HAMLET – PARA SEMPRE
WAGNER MOURA – A QUALIDADE DA EMOÇÃO
Acabo de sair do Teatro FAAP, onde assisti o Hamlet de Aderbal Freira – Filho, melhor dizendo, o Hamlet de Wagner Moura. Em minha vida já vi inúmeros Hamlet. Um privilégio do tempo. Vi Jean Louis Barrault no Teatro Santana, derrubado pela fúria imobiliária. Jean Louis era dicção. Seu monólogo chegava ao poleiro onde me encontrava com alguns colegas da Faculdade de Direito. Depois, vi o Sergio Cardoso. Como lembrou-me Silney Siqueira, o ator andava pelos fundos do palco, nunca chegava ao centro. Era uma sombra de si mesmo vagando pelo palco, numa bela interpretação.

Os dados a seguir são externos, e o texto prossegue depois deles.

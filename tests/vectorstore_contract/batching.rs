//! Batching Tests
//!
//! - writes split into sub-batches of the effective size
//! - a failed sub-batch reports exactly which ids were written

use crate::*;
use dataclients_core::ErrorKind;
use dataclients_vectorstore::testing::Op;
use dataclients_vectorstore::{NativeError, VectorError};

fn records(n: usize) -> Vec<VectorRecord> {
    (0..n)
        .map(|i| VectorRecord::new(format!("r{}", i), angle(i as f32 * 5.0)))
        .collect()
}

fn batched(kind: Kind, batch_size: usize, faults: FaultPlan) -> Subject {
    Subject::open(kind, store_config().with_batch_size(batch_size), faults).unwrap()
}

#[test]
fn test_writes_split_into_batches() {
    for kind in ALL_KINDS {
        let s = batched(kind, 2, FaultPlan::new());
        s.upsert("docs", &records(5)).unwrap();
        assert_eq!(s.faults().calls(Op::Upsert), 3, "[{}]", kind.name());
        assert_eq!(s.count("docs").unwrap(), 5);
    }
}

#[test]
fn test_failed_batch_reports_partial_write() {
    for kind in ALL_KINDS {
        let faults = FaultPlan::new();
        faults.fail_nth(Op::Upsert, 2, NativeError::status(500, "disk full"));
        let s = batched(kind, 2, faults);

        let err = s.upsert("docs", &records(5)).unwrap_err();
        match &err {
            VectorError::PartialUpsert {
                succeeded, pending, ..
            } => {
                assert_eq!(succeeded, &ids(&["r0", "r1"]), "[{}]", kind.name());
                assert_eq!(pending, &ids(&["r2", "r3", "r4"]), "[{}]", kind.name());
            }
            other => panic!("[{}] expected partial upsert, got {:?}", kind.name(), other),
        }
        assert_eq!(err.kind(), ErrorKind::BackendFault);
        assert_eq!(s.count("docs").unwrap(), 2, "[{}]", kind.name());

        // Retrying the pending records completes the write
        let rest: Vec<VectorRecord> = records(5).into_iter().skip(2).collect();
        s.upsert("docs", &rest).unwrap();
        assert_eq!(s.count("docs").unwrap(), 5);
    }
}

#[test]
fn test_first_batch_failure_is_not_partial() {
    for kind in ALL_KINDS {
        let faults = FaultPlan::new();
        faults.fail_nth(Op::Upsert, 1, NativeError::status(500, "boom"));
        let s = batched(kind, 2, faults);
        let err = s.upsert("docs", &records(4)).unwrap_err();
        assert!(
            matches!(err, VectorError::BackendFault { .. }),
            "[{}] {:?}",
            kind.name(),
            err
        );
        assert_eq!(s.count("docs").unwrap(), 0);
    }
}

#[test]
fn test_transient_batch_failure_retried_in_place() {
    for kind in ALL_KINDS {
        let faults = FaultPlan::new();
        faults.fail_nth(Op::Upsert, 2, NativeError::RateLimited("slow down".to_string()));
        let s = batched(kind, 2, faults);
        s.upsert("docs", &records(5)).unwrap();
        assert_eq!(s.faults().calls(Op::Upsert), 4, "[{}]", kind.name());
        assert_eq!(s.count("docs").unwrap(), 5);
    }
}

#[test]
fn test_chroma_batch_capped_by_server_maximum() {
    let chroma = MemoryChroma::new().with_max_batch_size(3);
    let store = ChromaStore::with_api(store_config(), Arc::new(chroma.clone()), None).unwrap();
    store.upsert("docs", &records(7)).unwrap();
    assert_eq!(chroma.faults().calls(Op::Upsert), 3);
    assert_eq!(store.count("docs").unwrap(), 7);
}

#[test]
fn test_large_write_uses_backend_default() {
    // 100 per batch on the server backends, 5000 on the embedded one
    let expected = [(Kind::Chroma, 1), (Kind::Qdrant, 3), (Kind::QdrantAsync, 3)];
    for (kind, calls) in expected {
        let s = Subject::new(kind);
        s.upsert("docs", &records(250)).unwrap();
        assert_eq!(s.faults().calls(Op::Upsert), calls, "[{}]", kind.name());
        assert_eq!(s.count("docs").unwrap(), 250);
    }
}
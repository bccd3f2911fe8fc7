//! Error taxonomy shared by every client.
//!
//! Concrete error types live next to the code that raises them
//! (`EmbeddingError`, `VectorError`). Each of them reports one of the
//! [`ErrorKind`]s below, which is what callers branch on.
//!
//! | Kind | Retried | Meaning |
//! |------|---------|---------|
//! | Validation | never | caller-supplied data violates the contract |
//! | Transient | by the retry shim | rate limit, timeout, network fault |
//! | BackendFault | never | malformed response, internal backend error, refused connection |
//! | ConfigConflict | never | collection reopened with incompatible dimension or metric |

use thiserror::Error;

/// Taxonomy kind of a failure.
#[derive(Debug, Clone, Copy, PartialEq, Eq, Hash)]
pub enum ErrorKind {
    /// Caller-supplied data violates a contract
    Validation,
    /// Failure expected to resolve on retry
    Transient,
    /// Backend misbehaved or could not be reached at session establishment
    BackendFault,
    /// Collection configuration conflicts with the requested one
    ConfigConflict,
}

impl ErrorKind {
    /// Canonical name
    pub fn name(&self) -> &'static str {
        match self {
            ErrorKind::Validation => "Validation",
            ErrorKind::Transient => "Transient",
            ErrorKind::BackendFault => "BackendFault",
            ErrorKind::ConfigConflict => "ConfigConflict",
        }
    }

    /// Only transient failures are worth retrying.
    pub fn is_retryable(&self) -> bool {
        matches!(self, ErrorKind::Transient)
    }
}

impl std::fmt::Display for ErrorKind {
    fn fmt(&self, f: &mut std::fmt::Formatter<'_>) -> std::fmt::Result {
        f.write_str(self.name())
    }
}

/// Cause of a transient failure.
#[derive(Debug, Clone, Copy, PartialEq, Eq, Hash)]
pub enum TransientKind {
    /// Backend answered 429 or equivalent
    RateLimited,
    /// The call exceeded its timeout
    Timeout,
    /// Connection reset, refused mid-session, or gateway error
    Network,
}

impl TransientKind {
    /// Human-readable name
    pub fn name(&self) -> &'static str {
        match self {
            TransientKind::RateLimited => "rate limited",
            TransientKind::Timeout => "timeout",
            TransientKind::Network => "network",
        }
    }
}

impl std::fmt::Display for TransientKind {
    fn fmt(&self, f: &mut std::fmt::Formatter<'_>) -> std::fmt::Result {
        f.write_str(self.name())
    }
}

/// Caller-supplied data violates a contract.
///
/// These are caller bugs, not faults: they are raised before any backend
/// call is made and are never retried.
#[derive(Debug, Clone, PartialEq, Error)]
pub enum ValidationError {
    /// Vector length differs from the collection (or batch) dimensionality
    #[error("dimension mismatch: expected {expected}, got {got}")]
    DimensionMismatch {
        /// Dimensionality the collection or batch requires
        expected: usize,
        /// Dimensionality supplied
        got: usize,
    },

    /// `n_results` must be positive
    #[error("invalid n_results: {0} (must be > 0)")]
    InvalidNResults(usize),

    /// Filter operator the target cannot express
    #[error("unsupported filter on '{field}': {operator} is not supported by {target}")]
    UnsupportedFilter {
        /// Payload key the condition applies to
        field: String,
        /// Operator name, e.g. `$prefix`
        operator: String,
        /// Backend or syntax that rejected it
        target: String,
    },

    /// Filter is malformed
    #[error("invalid filter on '{field}': {reason}")]
    InvalidFilter {
        /// Payload key the condition applies to
        field: String,
        /// What is wrong with it
        reason: String,
    },

    /// Empty or whitespace-only input where content is required
    #[error("empty input: {0}")]
    EmptyInput(String),

    /// Record id is unusable
    #[error("invalid record id '{id}': {reason}")]
    InvalidId {
        /// The offending id
        id: String,
        /// Why it is invalid
        reason: String,
    },

    /// The same id appears twice in one write
    #[error("duplicate record id '{0}' in one upsert")]
    DuplicateId(String),

    /// Payload uses a key reserved by the adapters
    #[error("payload key '{0}' is reserved")]
    ReservedPayloadKey(String),

    /// Vector is empty or holds non-finite values
    #[error("invalid vector for '{id}': {reason}")]
    InvalidVector {
        /// Record id (or `query`)
        id: String,
        /// Why it is invalid
        reason: String,
    },

    /// Collection name is unusable
    #[error("invalid collection name '{name}': {reason}")]
    InvalidCollectionName {
        /// The offending name
        name: String,
        /// Why it is invalid
        reason: String,
    },

    /// Text query without an embedder to route it through
    #[error("text query requires a configured embedder")]
    MissingEmbedder,

    /// Configured dimensionality is zero
    #[error("invalid dimension: {0} (must be > 0)")]
    InvalidDimension(usize),
}

impl ValidationError {
    /// Every validation error has the same kind.
    pub fn kind(&self) -> ErrorKind {
        ErrorKind::Validation
    }
}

Laurence Olivier, também o vi, pontuava com a tradição inglesa, conceitos e melancolia, deixando vazar pelas frestas de um lábio fino, tanto o autor, Shakespeare quanto seu personagem preferido.
Wagner Moura tira o seu personagem da farsa, da própria representação dentro da representação. O personagem que ele produz nasce do próprio teatro. Do amor ao teatro que o personagem cultua e Wagner transforma em vida. Poucas vezes fiquei tão emocionado num teatro. Desde as primeiras falas, aos monólogos, à histeria, tudo é convincente e mesmo emocionante no desempenho de Wagner Moura.

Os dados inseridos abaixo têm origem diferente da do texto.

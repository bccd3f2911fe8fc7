//! Vector Store Contract Test Suite
//!
//! Every scenario runs against every backend through the in-memory engines
//! from `dataclients_vectorstore::testing`:
//!
//! - `chroma`: embedded-local adapter over `MemoryChroma`
//! - `qdrant`: blocking server adapter over `MemoryQdrant`
//! - `qdrant-async`: non-blocking server adapter over `MemoryQdrant`,
//!   driven on a current-thread runtime
//!
//! ## Running Tests
//!
//! ```bash
//! cargo test --test vectorstore_contract
//! cargo test --test vectorstore_contract filters::
//! ```

use std::sync::Arc;

use dataclients_core::{
    CollectionConfig, DistanceMetric, RetryPolicy, SearchRequest, SearchResult, VectorRecord,
};
use dataclients_embed::{AsyncEmbedder, Embedder};
use dataclients_vectorstore::testing::{FaultPlan, MemoryChroma, MemoryQdrant};
use dataclients_vectorstore::{
    AsyncQdrantStore, AsyncVectorStore, Backend, ChromaStore, QdrantStore, StoreConfig,
    VectorResult, VectorStore,
};
use tokio::runtime::Runtime;

// Test modules
mod basic_ops;
mod batching;
mod embedding;
mod filters;
mod invariants;
mod prune;
mod resilience;
mod search;

// =============================================================================
// SHARED TEST UTILITIES
// =============================================================================

/// Which adapter a subject drives
#[derive(Debug, Clone, Copy, PartialEq, Eq)]
pub enum Kind {
    Chroma,
    Qdrant,
    QdrantAsync,
}

pub const ALL_KINDS: [Kind; 3] = [Kind::Chroma, Kind::Qdrant, Kind::QdrantAsync];

impl Kind {
    pub fn name(&self) -> &'static str {
        match self {
            Kind::Chroma => "chroma",
            Kind::Qdrant => "qdrant",
            Kind::QdrantAsync => "qdrant-async",
        }
    }
}

/// Backing engine; clones share state
#[derive(Clone)]
enum Engine {
    Chroma(MemoryChroma),
    Qdrant(MemoryQdrant),
}

enum Adapter {
    Sync(Box<dyn VectorStore>),
    Async(Runtime, Box<dyn AsyncVectorStore>),
}

/// Embedders handed to the adapters
#[derive(Clone, Default)]
pub struct Embedders {
    pub blocking: Option<Arc<dyn Embedder>>,
    pub nonblocking: Option<Arc<dyn AsyncEmbedder>>,
}

impl Embedders {
    /// The same embedder for both concurrency modes
    pub fn both<E>(embedder: Arc<E>) -> Self
    where
        E: Embedder + AsyncEmbedder + 'static,
    {
        let blocking: Arc<dyn Embedder> = embedder.clone();
        let nonblocking: Arc<dyn AsyncEmbedder> = embedder;
        Embedders {
            blocking: Some(blocking),
            nonblocking: Some(nonblocking),
        }
    }
}

/// One adapter under test with a blocking surface
pub struct Subject {
    pub kind: Kind,
    engine: Engine,
    adapter: Adapter,
}

/// Default config: dimension taken from the first write, cosine, no delays
pub fn store_config() -> StoreConfig {
    StoreConfig::new(Backend::ServerSync)
        .with_collection(CollectionConfig::inferred(DistanceMetric::Cosine))
        .with_retry(RetryPolicy::no_delay(3))
}

pub fn config_with(dimension: Option<usize>, metric: DistanceMetric) -> StoreConfig {
    store_config().with_collection(CollectionConfig { dimension, metric })
}

fn runtime() -> Runtime {
    tokio::runtime::Builder::new_current_thread()
        .enable_all()
        .build()
        .expect("Failed to build runtime")
}

fn new_engine(kind: Kind, faults: FaultPlan) -> Engine {
    match kind {
        Kind::Chroma => Engine::Chroma(MemoryChroma::with_faults(faults)),
        Kind::Qdrant | Kind::QdrantAsync => Engine::Qdrant(MemoryQdrant::with_faults(faults)),
    }
}

impl Subject {
    /// Fresh engine, default config
    pub fn new(kind: Kind) -> Self {
        Self::open(kind, store_config(), FaultPlan::new()).expect("Failed to open subject")
    }

    /// Fresh engine with a config and failure script
    pub fn open(kind: Kind, config: StoreConfig, faults: FaultPlan) -> VectorResult<Self> {
        Self::attach(kind, new_engine(kind, faults), config, Embedders::default())
    }

    /// Fresh engine, default config, adapters holding `embedders`
    pub fn with_embedders(kind: Kind, embedders: Embedders) -> VectorResult<Self> {
        Self::attach(kind, new_engine(kind, FaultPlan::new()), store_config(), embedders)
    }

    /// Another adapter over the same engine, as a second process would see it
    pub fn reopen(&self, config: StoreConfig) -> VectorResult<Self> {
        Self::attach(self.kind, self.engine.clone(), config, Embedders::default())
    }

    fn attach(
        kind: Kind,
        engine: Engine,
        config: StoreConfig,
        embedders: Embedders,
    ) -> VectorResult<Self> {
        let adapter = match (&engine, kind) {
            (Engine::Chroma(api), _) => Adapter::Sync(Box::new(ChromaStore::with_api(
                config,
                Arc::new(api.clone()),
                embedders.blocking,
            )?)),
            (Engine::Qdrant(api), Kind::Qdrant) => Adapter::Sync(Box::new(QdrantStore::with_api(
                config,
                Arc::new(api.clone()),
                embedders.blocking,
            )?)),
            (Engine::Qdrant(api), _) => {
                let rt = runtime();
                let store = rt.block_on(AsyncQdrantStore::create_with_api(
                    config,
                    Arc::new(api.clone()),
                    embedders.nonblocking,
                ))?;
                Adapter::Async(rt, Box::new(store))
            }
        };
        Ok(Subject {
            kind,
            engine,
            adapter,
        })
    }

    /// Failure script shared with the engine
    pub fn faults(&self) -> &FaultPlan {
        match &self.engine {
            Engine::Chroma(api) => api.faults(),
            Engine::Qdrant(api) => api.faults(),
        }
    }

    /// Drop a collection behind the adapter's back
    pub fn drop_collection(&self, collection: &str) -> bool {
        match &self.engine {
            Engine::Chroma(api) => api.drop_collection(collection),
            Engine::Qdrant(api) => api.drop_collection(collection),
        }
    }

    pub fn upsert(&self, collection: &str, records: &[VectorRecord]) -> VectorResult<()> {
        match &self.adapter {
            Adapter::Sync(s) => s.upsert(collection, records),
            Adapter::Async(rt, s) => rt.block_on(s.upsert(collection, records)),
        }
    }

    pub fn search(&self, collection: &str, request: &SearchRequest) -> VectorResult<Vec<SearchResult>> {
        match &self.adapter {
            Adapter::Sync(s) => s.search(collection, request),
            Adapter::Async(rt, s) => rt.block_on(s.search(collection, request)),
        }
    }

    pub fn delete(&self, collection: &str, ids: &[String]) -> VectorResult<()> {
        match &self.adapter {
            Adapter::Sync(s) => s.delete(collection, ids),
            Adapter::Async(rt, s) => rt.block_on(s.delete(collection, ids)),
        }
    }

    pub fn get(&self, collection: &str, ids: &[String]) -> VectorResult<Vec<Option<VectorRecord>>> {
        match &self.adapter {
            Adapter::Sync(s) => s.get(collection, ids),
            Adapter::Async(rt, s) => rt.block_on(s.get(collection, ids)),
        }
    }

    pub fn count(&self, collection: &str) -> VectorResult<usize> {
        match &self.adapter {
            Adapter::Sync(s) => s.count(collection),
            Adapter::Async(rt, s) => rt.block_on(s.count(collection)),
        }
    }

    pub fn close(&self) -> VectorResult<()> {
        match &self.adapter {
            Adapter::Sync(s) => s.close(),
            Adapter::Async(rt, s) => rt.block_on(s.close()),
        }
    }

    /// Vector search helper
    pub fn query(&self, collection: &str, vector: &[f32], n_results: usize) -> Vec<SearchResult> {
        self.search(collection, &SearchRequest::vector(vector.to_vec(), n_results))
            .unwrap_or_else(|e| panic!("[{}] search failed: {}", self.kind.name(), e))
    }
}

/// Run a scenario against every backend with the default config
pub fn test_across_backends<F>(test_fn: F)
where
    F: Fn(&Subject),
{
    for kind in ALL_KINDS {
        let subject = Subject::new(kind);
        test_fn(&subject);
    }
}

/// Run a scenario against every backend and collect what it returns
pub fn collect_across_backends<T, F>(test_fn: F) -> Vec<(Kind, T)>
where
    F: Fn(&Subject) -> T,
{
    ALL_KINDS
        .iter()
        .map(|&kind| (kind, test_fn(&Subject::new(kind))))
        .collect()
}

/// Owned id list
pub fn ids(list: &[&str]) -> Vec<String> {
    list.iter().map(|s| s.to_string()).collect()
}

/// Ids of a result list, in order
pub fn result_ids(results: &[SearchResult]) -> Vec<String> {
    results.iter().map(|r| r.id.clone()).collect()
}

/// Unit vector along one axis
pub fn axis(dimension: usize, i: usize) -> Vec<f32> {
    let mut v = vec![0.0; dimension];
    v[i % dimension] = 1.0;
    v
}

/// Unit vector at `degrees` in the first two dimensions
pub fn angle(degrees: f32) -> Vec<f32> {
    let r = degrees.to_radians();
    vec![r.cos(), r.sin()]
}

pub fn assert_close(a: f32, b: f32, context: &str) {
    assert!((a - b).abs() < 1e-5, "{}: {} != {}", context, a, b);
}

A montagem de Aderbal Freire é tão competente que haver interpretações de menor porte não tem a menor importância. Tudo tem harmonia em torno da luz de Hamlet. Sem contar que o tônus de Polônio é muito interessante. Não se curva ao maneirismo bajulador mas ao humor profundo do serviçal. Ofélia é menos inglesa, é uma Ofélia brasileira, jogada às piranhas.
E, o que é muito, muito bom. Shakespeare aparece, transparece e tatua com impiedade a nossa pobre alma. Cada monólogo é uma lição de modernidade. Serve para a vida e para a conjuntura. Não é imortal enquanto dura, é imortal porque perdura. Bênçãos a uma dramaturgia que produz um Wagner Moura.

Seu comentário nos remete ‘a história do teatro, e também é belo e emocionante
Concordo em gênero, número e grau com Jorge da Cuma Lima, Wagner Moura & Shakespeare, carne e unha, dia e noite… um compelta o outro, é realmente emocionante! Vi muito homem chorando na platéia…
Que privilégio ter uma Wagner Moura em nossos teatro…
Loise.
Seu comentário realmente me deixou ainda mais ansiosa para assistir à peça, espero que eles venham para BSB, desde vi uma entrevista dele no Jô falando sobre isso, ficou “doida” para ver, pois Wagner Moura é tudo que há de melhor em matéria de ator!
Efetivamente o Wagner Moura está sendo o melhor, mais completo e mais perfeito artista do Brasil. É o dos ultimos vinte anos e continuará a sê-lo por algum tempo.
É multifacetado, essencialmente criativo e inovador , sem se afastar um único milimetro do contexto, e muito bem sabe sensibilizar e provocar emoções. Sabe também, com tranqüila segurança, atrair e amarrar toda e qualquer tipo de atenção de quem o assiste. É exíminio em roubar cenas, possuindo o dom de conquistar, com competente humildade, preciso respeito e comedida simpatia, admirações e respeitos crescentes sobre todo e qualquer trabalho artístico que faça.
Louvações e aplausos para Wagner, para as artes brasileiras e para os que as amam e delas sabem cuidar.
E, depois de brilhar como ator, com certeza absoluta, brilhará como AUTOR de teatro e literato, porque a arte, em Wagner, é irmã congênita de sua sensível alma humana, que também é fabulosa fonte de emoções.